Western Hog Exchange estimates farmers lose nearly $50 per pig
By Diego Flammini
Staff Writer
Farms.com
Plummeting hog prices are causing some Alberta farmers to lose hundreds of thousands of dollars in potential revenue.
Alberta hog farmers earned about $50 per hog at the end of June, Western Hog Exchange data shows. Now, farmers are losing that amount.
Canadian farmers receive the same prices as their U.S. counterparts, which can put them at a disadvantage.
Chinese and Mexican tariffs on U.S. pork, paired with currency exchange rates, mean Alberta’s hog farmers are losing upwards of $50 per pig, said Brent Bushell, general manager of the Western Hog Exchange.
“Right now, we’ve got a situation where the U.S. isn’t exporting as much pork and there’s a surplus of hogs,” he told Farms.com today. “A surplus of hogs means packers don’t have to pay as much and the price drops. Because producers in Canada market off that depressed price, farmers are losing between $40 and $50 Canadian per hog right now.”

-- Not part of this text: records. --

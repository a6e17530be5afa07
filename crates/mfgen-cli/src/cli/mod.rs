//! CLI argument definitions using the clap derive API.
//!
//! This module is the *only* place that knows about argument names, aliases,
//! help text, and value enums.  No business logic lives here.

use std::path::PathBuf;
use std::str::FromStr;

use clap::{Args, Parser, Subcommand, ValueEnum};

pub mod global;
pub use global::{GlobalArgs, OutputFormat};

// ── Top-level CLI ─────────────────────────────────────────────────────────────

/// Main CLI entry-point.
#[derive(Debug, Parser)]
#[command(
    name    = "mfgen",
    bin_name = "mfgen",
    version  = env!("CARGO_PKG_VERSION"),
    author   = env!("CARGO_PKG_AUTHORS"),
    about    = "\u{26a1} Micro-frontend workspace scaffolding",
    long_about = "mfgen generates a module-federation workspace: a host \
                  application plus any number of microfrontends, wired \
                  together and ready to run.",
    after_help = "EXAMPLES:\n\
        \x20 mfgen create shop --port 3000 --remote cart:3001 --remote catalog:3002\n\
        \x20 mfgen create solo --yes --skip-install\n\
        \x20 mfgen create shop --dry-run --remote cart:3001\n\
        \x20 mfgen completions bash > /usr/share/bash-completion/completions/mfgen",
    arg_required_else_help = true,
    subcommand_required    = true,
)]
pub struct Cli {
    /// Flags available on every subcommand.
    #[command(flatten)]
    pub global: GlobalArgs,

    /// Subcommand to execute.
    #[command(subcommand)]
    pub command: Commands,
}

// ── Subcommands ───────────────────────────────────────────────────────────────

/// All available subcommands.
#[derive(Debug, Subcommand)]
pub enum Commands {
    /// Create a new micro-frontend workspace.
    #[command(
        visible_alias = "c",
        about = "Create a new micro-frontend workspace",
        after_help = "EXAMPLES:\n\
            \x20 mfgen create shop --port 3000 --remote cart:3001\n\
            \x20 mfgen create shop --remote cart:3001 --remote catalog:3002 --yes\n\
            \x20 mfgen create solo            # host only, no remotes"
    )]
    Create(CreateArgs),

    /// Generate shell completion scripts.
    #[command(
        about = "Generate shell completions",
        after_help = "EXAMPLES:\n\
            \x20 mfgen completions bash > ~/.local/share/bash-completion/completions/mfgen\n\
            \x20 mfgen completions zsh  > ~/.zfunc/_mfgen\n\
            \x20 mfgen completions fish > ~/.config/fish/completions/mfgen.fish"
    )]
    Completions(CompletionsArgs),

    /// Manage the mfgen configuration.
    #[command(
        about = "Configuration management",
        subcommand,
        after_help = "EXAMPLES:\n\
            \x20 mfgen config get defaults.host_port\n\
            \x20 mfgen config list\n\
            \x20 mfgen config path"
    )]
    Config(ConfigCommands),
}

// ── create ────────────────────────────────────────────────────────────────────

/// Arguments for `mfgen create`.
#[derive(Debug, Args)]
pub struct CreateArgs {
    /// Name of the workspace (also the host application's name).
    #[arg(value_name = "NAME", help = "Workspace / host application name")]
    pub name: String,

    /// Dev-server port for the host application.
    #[arg(
        short = 'p',
        long = "port",
        value_name = "PORT",
        help = "Host dev-server port (default from config, usually 3000)"
    )]
    pub port: Option<u16>,

    /// Microfrontend declaration, repeatable.
    #[arg(
        short = 'r',
        long = "remote",
        value_name = "NAME:PORT",
        help = "Add a microfrontend (e.g. cart:3001); repeatable"
    )]
    pub remotes: Vec<RemoteSpec>,

    /// Output directory that will contain the workspace.
    #[arg(
        short = 'o',
        long = "out",
        value_name = "DIR",
        help = "Output directory (default: current directory)"
    )]
    pub out: Option<PathBuf>,

    /// Skip the confirmation prompt.
    #[arg(
        short = 'y',
        long = "yes",
        help = "Skip confirmation and create immediately"
    )]
    pub yes: bool,

    /// Preview what would be created without writing any files.
    #[arg(long = "dry-run", help = "Show what would be created without creating")]
    pub dry_run: bool,

    /// Skip the `npm install` step after generation.
    #[arg(long = "skip-install", help = "Do not run npm install after generation")]
    pub skip_install: bool,
}

/// A `name:port` microfrontend declaration from the command line.
#[derive(Debug, Clone, PartialEq, Eq)]
pub struct RemoteSpec {
    pub name: String,
    pub port: u16,
}

impl FromStr for RemoteSpec {
    type Err = String;

    fn from_str(s: &str) -> Result<Self, Self::Err> {
        let (name, port) = s
            .split_once(':')
            .ok_or_else(|| format!("expected NAME:PORT, got '{s}'"))?;
        if name.is_empty() {
            return Err(format!("missing name in '{s}'"));
        }
        let port: u16 = port
            .parse()
            .map_err(|_| format!("invalid port in '{s}': '{port}'"))?;
        Ok(Self {
            name: name.to_string(),
            port,
        })
    }
}

// ── completions ───────────────────────────────────────────────────────────────

/// Arguments for `mfgen completions`.
#[derive(Debug, Args)]
pub struct CompletionsArgs {
    /// Target shell.
    #[arg(value_enum, help = "Shell to generate completions for")]
    pub shell: Shell,
}

/// Supported shells for completion generation.
#[derive(Debug, Clone, Copy, ValueEnum)]
pub enum Shell {
    Bash,
    Zsh,
    Fish,
    PowerShell,
    Elvish,
}

// ── config subcommands ────────────────────────────────────────────────────────

/// Subcommands for `mfgen config`.
#[derive(Debug, Subcommand)]
pub enum ConfigCommands {
    /// Print the value of a configuration key.
    Get {
        /// Dotted key path, e.g. `defaults.host_port`.
        key: String,
    },
    /// Print all configuration values.
    List,
    /// Print the path to the active configuration file.
    Path,
}

// ── tests ─────────────────────────────────────────────────────────────────────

The market decline comes at a bad time for hog producers.
The swine marketing year is typically divided into two six-month periods, Bushell said.
Between about April and the beginning of September, farmers can make money.
But from about mid-September until the end of March, producers’ revenue can be much smaller due to supply and demand.
“The best they can generally do between September and March is break even,” Bushell said. “They hope that in the year they make more than they lose.”
As hog producers enter the down period of the year, they may be faced with tough decisions.
And unlike grain, swine farmers can’t keep a large inventory on the farm until market prices increase.
“A farmer has to let the hogs go on shipping day because they need the barn space. They don’t have some of the benefits of other commodities,” Bushell said. “If a wheat farmer doesn’t like the market price, they can keep it in the bin and supply managed commodities are guaranteed a revenue.”
“If a federally inspected, commercial producer ships out 200 pigs a week and loses $50 per pig, that’s a $10,000 loss each week,” Bushell said. “Multiply that by six months and you’re looking at losses of nearly $260,000. Some farmers might look at those numbers and decide to leave the industry because losing that kind of money isn’t good business.”
So, what can the industry do to ensure Alberta hog producers receive fair market price?
Developing a “made in Canada” price would be an option but it could be difficult, Bushell said.
Veterinarians, producers, feed suppliers and transporters would all want to make sure they receive a fair share of a determined market price.
As would processors, who can benefit from lower producer prices.
“We could have a Canadian price tomorrow,” Bushell said. “But if I’m a packer making $50 a hog and I’m still receiving the same number of hogs, why am I going to come to a table? If I do that as a packer, I’m taking on risks like exchange rates and other things that, right now, the producer takes on.”